Confieso que hasta ese memorable e histórico día, cuando el glorioso ejército de Colombia ejecutó la portentosa, imponderable, maravillosa e inolvidable proeza, bautizada por nuestro máximo héroe, Álvaro Uribe Vélez, como la Operación Jaque, que supera táctica y estratégicamente la batalla de Boyacá (razón por demás suficiente para dividir nuestra común historia en dos períodos fundamentales: antes del 2 de julio y después de la Operación Jaque), confieso que hasta entonces por Uribe yo sentía repugnancia, me daba asco cada vez que veía su imagen de enano siniestro narcoparamilitar, su pinta de perro faldero del imperialismo y del estado narcoterrorista estadunidense y su infame postura de saboteador de la unidad suramericana, pero –lo confieso sin ningún pudor-, gracias a Ingrid Betancourt, a Globovisión y a Venezolana de Televisión (“…gracias, medios de comunicación”), gracias a ella y a ellos, esa imagen repulsiva de Uribe se ha tornado de pronto en algo mágico, divino.
Gracias a Ingrid, porque ella nos permitió ver con claridad la verdad: Uribe es lo mejor que le ha podido suceder a Colombia, él ha sido el presidente que ha dispuesto Dios para gobernar en nombre de nuestra ilustrísima oligarquía bogotana. También nos abrió los ojos para comprender la hidalguía, honor, valentía y dignidad del glorioso ejército colombiano.
Gracias a Globovisión por su terco empeño de servir a los intereses colombianos y transmitirnos día a día los acontecimientos de Colombia, por nimios que ellos fueran,
Gracias a Venezolana de Televisión por su capacidad para difundir oportuna, veraz, objetiva y profusamente la ingridmanía. Gracias por ponernos en pantalla a Ingrid por la mañana, al mediodía, por la tarde y en la noche, en el desayuno, en el café, en la sopa y hasta en la merienda: Ingrid relatando cómo la rescata el bravo ejército colombiano, Ingrid comiéndose a besos a Melanie y a Lorenzo, Ingrid alabando a nuestro querido Varito, Ingrid despotricando contra Chávez y Correa, llamándolos metiches, entrometidos e impertinentes. Ingrid exaltando a Sarkozy. Ingrid reconociendo como sus auténticos amigos a los tres mercenarios norteamericanos. Ingrid con Álvaro en el palacio del narquiño. Ingrid con Juan Manuel Santos. Ingrid con Yolanda Apulecio casi gritándole: ¿Por qué no te callas? Ingrid llegando al palacio de los Elíseos. Ingrid siendo recibida como heroína, como nueva Juana de Arco en París. Ingrid pacá, Ingrid pallá. Ingrid. Ingrid…

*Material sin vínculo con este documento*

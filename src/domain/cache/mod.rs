//! Cache domain - Generic caching abstraction layer

mod key;
mod repository;

pub use key::{CacheKeyParams, TodoCacheKeys, TODO_NAMESPACE};
pub use repository::{Cache, CacheExt};
pub(crate) use repository::pattern_to_regex;

#[cfg(test)]
pub use repository::mock::MockCache;
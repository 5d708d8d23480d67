//! Health check endpoints for Kubernetes probes

use std::time::Instant;

use axum::{extract::State, http::StatusCode, response::IntoResponse};
use serde::Serialize;
use tracing::warn;

use crate::api::types::Json;

use super::state::AppState;

/// Health response with optional component status
#[derive(Serialize)]
pub struct HealthResponse {
    pub status: HealthStatus,
    pub version: String,
    #[serde(skip_serializing_if = "Option::is_none")]
    pub checks: Option<Vec<HealthCheck>>,
    #[serde(skip_serializing_if = "Option::is_none")]
    pub latency_ms: Option<u64>,
}

#[derive(Serialize, Debug, Clone, Copy, PartialEq, Eq)]
#[serde(rename_all = "lowercase")]
pub enum HealthStatus {
    Healthy,
    Degraded,
    Unhealthy,
}

/// Individual component health check
#[derive(Serialize)]
pub struct HealthCheck {
    pub name: String,
    pub status: HealthStatus,
    #[serde(skip_serializing_if = "Option::is_none")]
    pub message: Option<String>,
}

impl HealthCheck {
    fn from_result<E: std::fmt::Display>(name: &str, result: &Result<(), E>) -> Self {
        match result {
            Ok(()) => Self {
                name: name.to_string(),
                status: HealthStatus::Healthy,
                message: None,
            },
            Err(e) => {
                warn!(component = name, error = %e, "Readiness check failed");
                Self {
                    name: name.to_string(),
                    status: HealthStatus::Unhealthy,
                    message: Some(e.to_string()),
                }
            }
        }
    }
}

/// GET /health
pub async fn health_check() -> impl IntoResponse {
    let response = HealthResponse {
        status: HealthStatus::Healthy,
        version: env!("CARGO_PKG_VERSION").to_string(),
        checks: None,
        latency_ms: None,
    };

    (StatusCode::OK, Json(response))
}

/// GET /ready
///
/// 503 when the store is down. A cache outage alone reports `degraded` with 200.
pub async fn ready_check(State(state): State<AppState>) -> impl IntoResponse {
    let start = Instant::now();
    let readiness = state.todo_service.readiness().await;

    let status = if !readiness.is_ready() {
        HealthStatus::Unhealthy
    } else if readiness.is_degraded() {
        HealthStatus::Degraded
    } else {
        HealthStatus::Healthy
    };

    let response = HealthResponse {
        status,
        version: env!("CARGO_PKG_VERSION").to_string(),
        checks: Some(vec![
            HealthCheck::from_result("store", &readiness.store),
            HealthCheck::from_result("cache", &readiness.cache),
        ]),
        latency_ms: Some(start.elapsed().as_millis() as u64),
    };

    let status_code = match status {
        HealthStatus::Healthy | HealthStatus::Degraded => StatusCode::OK,
        HealthStatus::Unhealthy => StatusCode::SERVICE_UNAVAILABLE,
    };

    (status_code, Json(response))
}

/// GET /live
pub async fn live_check() -> impl IntoResponse {
    StatusCode::OK
}
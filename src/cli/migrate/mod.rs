//! Migrate command - applies pending schema migrations and exits

use anyhow::Context;
use tracing::info;

use crate::config::AppConfig;
use crate::infrastructure::logging::init_logging;
use crate::infrastructure::storage::{connect_pool, Migrator, PostgresMigrator};

pub async fn run() -> anyhow::Result<()> {
    dotenvy::dotenv().ok();

    let config = AppConfig::load().context("Failed to load configuration")?;
    init_logging(&config.logging);

    let pool = connect_pool(&config.postgres_config()?).await?;
    let migrator = PostgresMigrator::new(pool.clone());

    let applied = migrator.run().await?;
    let version = migrator.version().await?;

    info!(applied, version = ?version, "Database is up to date");

    pool.close().await;

    Ok(())
}
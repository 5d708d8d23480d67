//! Infrastructure layer - store, cache and observability implementations

pub mod cache;
pub mod logging;
pub mod observability;
pub mod storage;
pub mod todo;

Sueño con Ingrid. Tengo orgasmos con Ingrid. Ingrid, te amo y contigo quiero gritar en la lengua de las Flores del Mal de Baudelaire y de Una Temporada en el Infierno de Rimbaud, quiero gritar. “¡Uribe, Je t'aime!”
Uribe es nuestro gran hermano y amigo. Entre hermanos nos decimos cosas, a veces muy duras. Pero nos reconciliamos y olvidamos: borrón y cuenta nueva. No recordar la masacre del 1 de marzo, olvidar la invasión al territorio ecuatoriano, olvidar los 4 millones de desplazados colombianos, olvidar los más de 100 mil muertos, olvidar las matanzas de los paramilitares apoyadas por el glorioso ejército colombiano y por el emérito gobierno de Uribe. Olvidar los centenares de miles de colombianos refugiados en nuestro país que han huido de la política terrorista del Estado colombiano. Olvidar, olvidar. Olvidar…
Por último, como estúpido derechista, conservador, neofascista, narcoparaterrorista y uribista que ahora soy, propongo dos cosas: La Primera, respaldar sin ambages ni tapujos la formula acordada en Colombia, avalada por el gobierno de EEUU y apoyada por la Unión Ruletea (Perdón, Europea) y por el estado sionista: Uribe Presidente, Ingrid Vicepresidenta.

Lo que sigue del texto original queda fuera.